Dans notre recherche récemment publiée dans Science Advances, mon étudiant Ben Alessio et moi proposons un mécanisme potentiel expliquant comment se forment ces modèles distinctifs – qui pourrait potentiellement être appliqué aux diagnostics médicaux et aux matériaux synthétiques.
Une expérience de pensée peut aider à visualiser le défi que représente l’obtention de motifs de couleurs distinctifs. Imaginez que vous ajoutez doucement une goutte de colorant bleu et rouge à une tasse d’eau. Les gouttes se disperseront lentement dans l’eau en raison du processus de diffusion, au cours duquel les molécules se déplacent d’une zone de concentration plus élevée vers une zone de concentration plus faible. Finalement, l’eau aura une concentration uniforme de colorants bleus et rouges et deviendra violette. Ainsi, la diffusion tend à créer une uniformité des couleurs.

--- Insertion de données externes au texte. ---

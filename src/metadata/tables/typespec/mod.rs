//! `TypeSpec` table (0x1B): constructed types such as generic instantiations and arrays.

mod reader;

use crate::metadata::token::Token;

/// A raw `TypeSpec` row.
#[derive(Clone, Debug)]
pub struct TypeSpecRaw {
    /// 1-based row id
    pub rid: u32,
    /// Metadata token of this row
    pub token: Token,
    /// Byte offset of this row within the table
    pub offset: usize,
    /// `#Blob` index of the type signature
    pub signature: u32,
}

Une question se pose naturellement : comment des motifs de couleurs distincts peuvent-ils se former en présence de diffusion ?
Mouvement et limites
Le mathématicien Alan Turing a abordé cette question pour la première fois dans son article fondateur de 1952, « Les bases chimiques de la morphogenèse ». Turing a montré que dans des conditions appropriées, les réactions chimiques impliquées dans la production de la couleur peuvent interagir les unes avec les autres de manière à contrecarrer la diffusion. Cela permet aux couleurs de s’auto-organiser et de créer des régions interconnectées avec différentes couleurs, formant ce que l’on appelle maintenant des motifs de Turing.
Cependant, dans les modèles mathématiques, les limites entre les régions colorées sont floues en raison de la diffusion. Ceci est différent de la nature, où les limites sont souvent nettes et les couleurs bien séparées.
Des patchs cutanés capables de détecter ces changements pourraient diagnostiquer des problèmes médicaux et surveiller la santé d’un patient en détectant les changements dans les marqueurs biochimiques. Ces taches cutanées pourraient également détecter des changements dans la concentration de produits chimiques nocifs dans l’environnement.
Le travail à venir
Nos simulations se sont exclusivement concentrées sur des particules sphériques, tandis que les cellules qui créent les pigments de la peau se présentent sous différentes formes. L’effet de la forme sur la formation de motifs complexes reste flou.
De plus, les cellules pigmentaires se déplacent dans un environnement biologique complexe. Des recherches supplémentaires sont nécessaires pour comprendre comment cet environnement inhibe le mouvement et gèle potentiellement les modèles en place.
Outre les modèles de peau animale, les modèles de Turing sont également cruciaux pour d’autres processus tels que le développement embryonnaire et la formation de tumeurs. Nos travaux suggèrent que la diffusiophorèse pourrait jouer un rôle sous-estimé mais important dans ces processus naturels.
Étudier la façon dont se forment les modèles biologiques aidera les chercheurs à faire un pas de plus vers l’imitation de leurs fonctions en laboratoire – une entreprise ancienne qui pourrait profiter à la société.
Ankur Gupta est professeur adjoint de génie chimique et biologique à l’Université du Colorado à Boulder.